Keep to one stretch of the data below, the lines from the one with "does not fit" up to and including the one with "let units = to_base_units(dec!(0.10), 6).unwrap();", and return that stretch exactly.

[Saved entries]
* * * * * * *
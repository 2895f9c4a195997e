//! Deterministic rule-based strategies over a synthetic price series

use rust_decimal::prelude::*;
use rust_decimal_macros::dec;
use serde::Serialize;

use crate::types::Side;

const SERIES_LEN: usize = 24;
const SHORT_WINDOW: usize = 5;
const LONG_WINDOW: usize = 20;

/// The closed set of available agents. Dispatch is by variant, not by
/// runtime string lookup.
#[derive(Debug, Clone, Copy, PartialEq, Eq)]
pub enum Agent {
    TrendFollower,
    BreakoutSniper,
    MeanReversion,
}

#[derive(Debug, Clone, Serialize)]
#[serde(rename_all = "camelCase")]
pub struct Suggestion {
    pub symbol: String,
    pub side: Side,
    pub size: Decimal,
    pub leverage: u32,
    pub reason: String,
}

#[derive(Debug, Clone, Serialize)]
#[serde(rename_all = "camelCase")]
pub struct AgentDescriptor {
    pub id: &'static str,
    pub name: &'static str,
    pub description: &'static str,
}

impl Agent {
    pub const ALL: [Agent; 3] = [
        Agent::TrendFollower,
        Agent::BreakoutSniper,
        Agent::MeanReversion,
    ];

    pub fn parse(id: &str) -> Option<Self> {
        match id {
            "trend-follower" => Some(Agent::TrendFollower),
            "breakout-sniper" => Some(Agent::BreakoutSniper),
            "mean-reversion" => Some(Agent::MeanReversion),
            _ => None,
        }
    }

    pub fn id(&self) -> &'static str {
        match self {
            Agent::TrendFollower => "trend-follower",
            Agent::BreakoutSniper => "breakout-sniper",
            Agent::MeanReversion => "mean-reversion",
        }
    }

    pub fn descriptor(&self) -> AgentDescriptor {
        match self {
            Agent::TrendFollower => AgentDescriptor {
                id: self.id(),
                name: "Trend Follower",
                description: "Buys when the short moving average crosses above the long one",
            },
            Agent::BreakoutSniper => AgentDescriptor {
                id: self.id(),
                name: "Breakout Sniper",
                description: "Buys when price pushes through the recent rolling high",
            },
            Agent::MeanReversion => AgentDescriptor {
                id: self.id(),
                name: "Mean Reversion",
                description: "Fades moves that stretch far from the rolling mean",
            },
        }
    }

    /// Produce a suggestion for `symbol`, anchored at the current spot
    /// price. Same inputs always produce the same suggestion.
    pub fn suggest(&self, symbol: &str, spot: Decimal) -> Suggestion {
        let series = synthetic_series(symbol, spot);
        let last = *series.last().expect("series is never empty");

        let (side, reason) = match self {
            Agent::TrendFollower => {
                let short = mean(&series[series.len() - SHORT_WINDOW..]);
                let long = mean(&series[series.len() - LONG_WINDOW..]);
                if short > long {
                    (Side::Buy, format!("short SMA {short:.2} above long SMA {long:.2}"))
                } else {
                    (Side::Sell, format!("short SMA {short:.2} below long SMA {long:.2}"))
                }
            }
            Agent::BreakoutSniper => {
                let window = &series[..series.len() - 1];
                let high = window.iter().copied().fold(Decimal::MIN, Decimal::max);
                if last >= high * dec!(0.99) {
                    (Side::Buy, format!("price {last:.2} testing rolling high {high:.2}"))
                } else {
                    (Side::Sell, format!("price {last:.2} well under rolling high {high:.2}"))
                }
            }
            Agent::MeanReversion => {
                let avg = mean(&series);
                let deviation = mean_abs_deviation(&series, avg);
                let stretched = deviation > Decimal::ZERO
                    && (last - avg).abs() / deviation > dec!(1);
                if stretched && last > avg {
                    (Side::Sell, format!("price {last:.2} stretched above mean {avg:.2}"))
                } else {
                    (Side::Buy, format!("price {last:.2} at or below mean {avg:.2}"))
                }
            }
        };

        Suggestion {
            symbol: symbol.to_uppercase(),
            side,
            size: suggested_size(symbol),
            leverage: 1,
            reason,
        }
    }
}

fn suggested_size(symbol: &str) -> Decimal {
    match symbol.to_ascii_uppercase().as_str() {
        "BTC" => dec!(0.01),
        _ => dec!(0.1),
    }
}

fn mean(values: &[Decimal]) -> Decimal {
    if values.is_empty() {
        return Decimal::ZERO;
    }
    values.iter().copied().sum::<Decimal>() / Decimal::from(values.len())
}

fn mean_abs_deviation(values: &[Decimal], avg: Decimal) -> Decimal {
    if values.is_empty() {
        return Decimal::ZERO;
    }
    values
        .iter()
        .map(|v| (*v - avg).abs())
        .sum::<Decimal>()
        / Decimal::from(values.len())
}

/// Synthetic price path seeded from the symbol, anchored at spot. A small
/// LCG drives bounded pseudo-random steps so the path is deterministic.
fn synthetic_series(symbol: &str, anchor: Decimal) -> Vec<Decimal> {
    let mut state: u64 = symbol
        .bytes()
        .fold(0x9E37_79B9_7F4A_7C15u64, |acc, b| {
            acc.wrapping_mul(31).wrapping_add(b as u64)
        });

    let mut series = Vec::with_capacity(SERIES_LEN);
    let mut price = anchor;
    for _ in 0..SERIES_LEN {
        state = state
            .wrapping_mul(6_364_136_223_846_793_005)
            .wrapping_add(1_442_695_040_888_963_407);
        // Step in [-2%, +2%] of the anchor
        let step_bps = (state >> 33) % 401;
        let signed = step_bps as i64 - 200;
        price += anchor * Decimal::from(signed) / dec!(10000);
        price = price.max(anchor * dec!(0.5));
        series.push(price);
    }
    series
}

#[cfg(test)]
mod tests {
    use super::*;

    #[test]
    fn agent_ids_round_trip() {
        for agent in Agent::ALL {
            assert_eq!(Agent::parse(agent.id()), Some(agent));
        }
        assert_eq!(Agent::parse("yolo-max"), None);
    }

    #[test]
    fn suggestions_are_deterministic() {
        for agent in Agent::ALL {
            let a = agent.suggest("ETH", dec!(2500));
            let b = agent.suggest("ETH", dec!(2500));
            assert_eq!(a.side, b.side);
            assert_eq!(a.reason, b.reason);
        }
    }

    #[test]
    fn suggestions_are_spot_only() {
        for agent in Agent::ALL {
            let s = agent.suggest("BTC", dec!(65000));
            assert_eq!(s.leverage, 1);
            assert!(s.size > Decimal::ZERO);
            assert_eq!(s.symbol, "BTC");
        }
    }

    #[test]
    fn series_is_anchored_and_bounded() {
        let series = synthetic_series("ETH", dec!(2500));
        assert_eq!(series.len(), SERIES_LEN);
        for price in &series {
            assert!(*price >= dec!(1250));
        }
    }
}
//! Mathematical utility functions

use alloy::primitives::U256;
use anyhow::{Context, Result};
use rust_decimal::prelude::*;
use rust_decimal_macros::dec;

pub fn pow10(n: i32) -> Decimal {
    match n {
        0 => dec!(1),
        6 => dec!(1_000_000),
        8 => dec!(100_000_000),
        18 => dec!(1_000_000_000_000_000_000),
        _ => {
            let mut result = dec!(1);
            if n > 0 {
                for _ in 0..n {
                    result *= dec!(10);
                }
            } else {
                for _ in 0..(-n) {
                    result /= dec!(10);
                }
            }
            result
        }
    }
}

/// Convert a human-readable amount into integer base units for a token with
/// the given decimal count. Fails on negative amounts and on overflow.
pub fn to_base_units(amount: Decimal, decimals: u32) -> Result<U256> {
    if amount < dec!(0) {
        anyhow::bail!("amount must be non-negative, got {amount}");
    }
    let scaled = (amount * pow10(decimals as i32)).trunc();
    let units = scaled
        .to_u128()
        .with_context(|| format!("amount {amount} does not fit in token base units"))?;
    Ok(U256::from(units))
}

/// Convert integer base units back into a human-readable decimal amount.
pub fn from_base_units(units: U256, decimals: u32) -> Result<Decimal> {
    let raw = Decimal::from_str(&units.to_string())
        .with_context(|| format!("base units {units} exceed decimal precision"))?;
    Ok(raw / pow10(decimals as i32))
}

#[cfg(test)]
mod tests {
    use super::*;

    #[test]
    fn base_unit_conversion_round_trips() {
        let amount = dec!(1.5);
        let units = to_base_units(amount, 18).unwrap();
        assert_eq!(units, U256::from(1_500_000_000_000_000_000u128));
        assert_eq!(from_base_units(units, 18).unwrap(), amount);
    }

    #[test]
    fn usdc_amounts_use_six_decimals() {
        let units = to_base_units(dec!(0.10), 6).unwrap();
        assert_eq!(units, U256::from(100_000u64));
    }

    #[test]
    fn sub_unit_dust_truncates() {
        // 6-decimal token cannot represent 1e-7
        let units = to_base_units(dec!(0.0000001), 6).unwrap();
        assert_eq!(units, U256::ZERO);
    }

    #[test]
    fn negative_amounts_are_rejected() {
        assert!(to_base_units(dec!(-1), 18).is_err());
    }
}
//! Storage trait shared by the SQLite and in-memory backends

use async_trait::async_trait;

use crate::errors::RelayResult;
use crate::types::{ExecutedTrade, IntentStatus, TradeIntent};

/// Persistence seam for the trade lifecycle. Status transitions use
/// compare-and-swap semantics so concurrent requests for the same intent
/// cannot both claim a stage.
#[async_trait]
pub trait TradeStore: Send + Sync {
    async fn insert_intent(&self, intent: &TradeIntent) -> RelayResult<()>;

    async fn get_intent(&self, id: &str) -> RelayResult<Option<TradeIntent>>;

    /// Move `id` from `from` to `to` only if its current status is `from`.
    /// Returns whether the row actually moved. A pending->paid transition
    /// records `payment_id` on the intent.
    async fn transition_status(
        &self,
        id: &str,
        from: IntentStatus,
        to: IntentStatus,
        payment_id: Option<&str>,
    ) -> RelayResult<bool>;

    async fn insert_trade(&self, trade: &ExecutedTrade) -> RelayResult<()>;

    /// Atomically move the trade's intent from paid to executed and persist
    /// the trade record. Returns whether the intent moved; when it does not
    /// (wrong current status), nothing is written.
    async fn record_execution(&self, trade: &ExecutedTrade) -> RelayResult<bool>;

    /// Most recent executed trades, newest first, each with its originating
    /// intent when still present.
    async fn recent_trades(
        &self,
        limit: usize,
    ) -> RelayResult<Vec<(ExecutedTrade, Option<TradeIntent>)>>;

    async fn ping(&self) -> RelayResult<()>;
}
* * * * * * *
Expected answer –
        .with_context(|| format!("amount {amount} does not fit in token base units"))?;
    Ok(U256::from(units))
}

/// Convert integer base units back into a human-readable decimal amount.
pub fn from_base_units(units: U256, decimals: u32) -> Result<Decimal> {
    let raw = Decimal::from_str(&units.to_string())
        .with_context(|| format!("base units {units} exceed decimal precision"))?;
    Ok(raw / pow10(decimals as i32))
}

#[cfg(test)]
mod tests {
    use super::*;

    #[test]
    fn base_unit_conversion_round_trips() {
        let amount = dec!(1.5);
        let units = to_base_units(amount, 18).unwrap();
        assert_eq!(units, U256::from(1_500_000_000_000_000_000u128));
        assert_eq!(from_base_units(units, 18).unwrap(), amount);
    }

    #[test]
    fn usdc_amounts_use_six_decimals() {
        let units = to_base_units(dec!(0.10), 6).unwrap();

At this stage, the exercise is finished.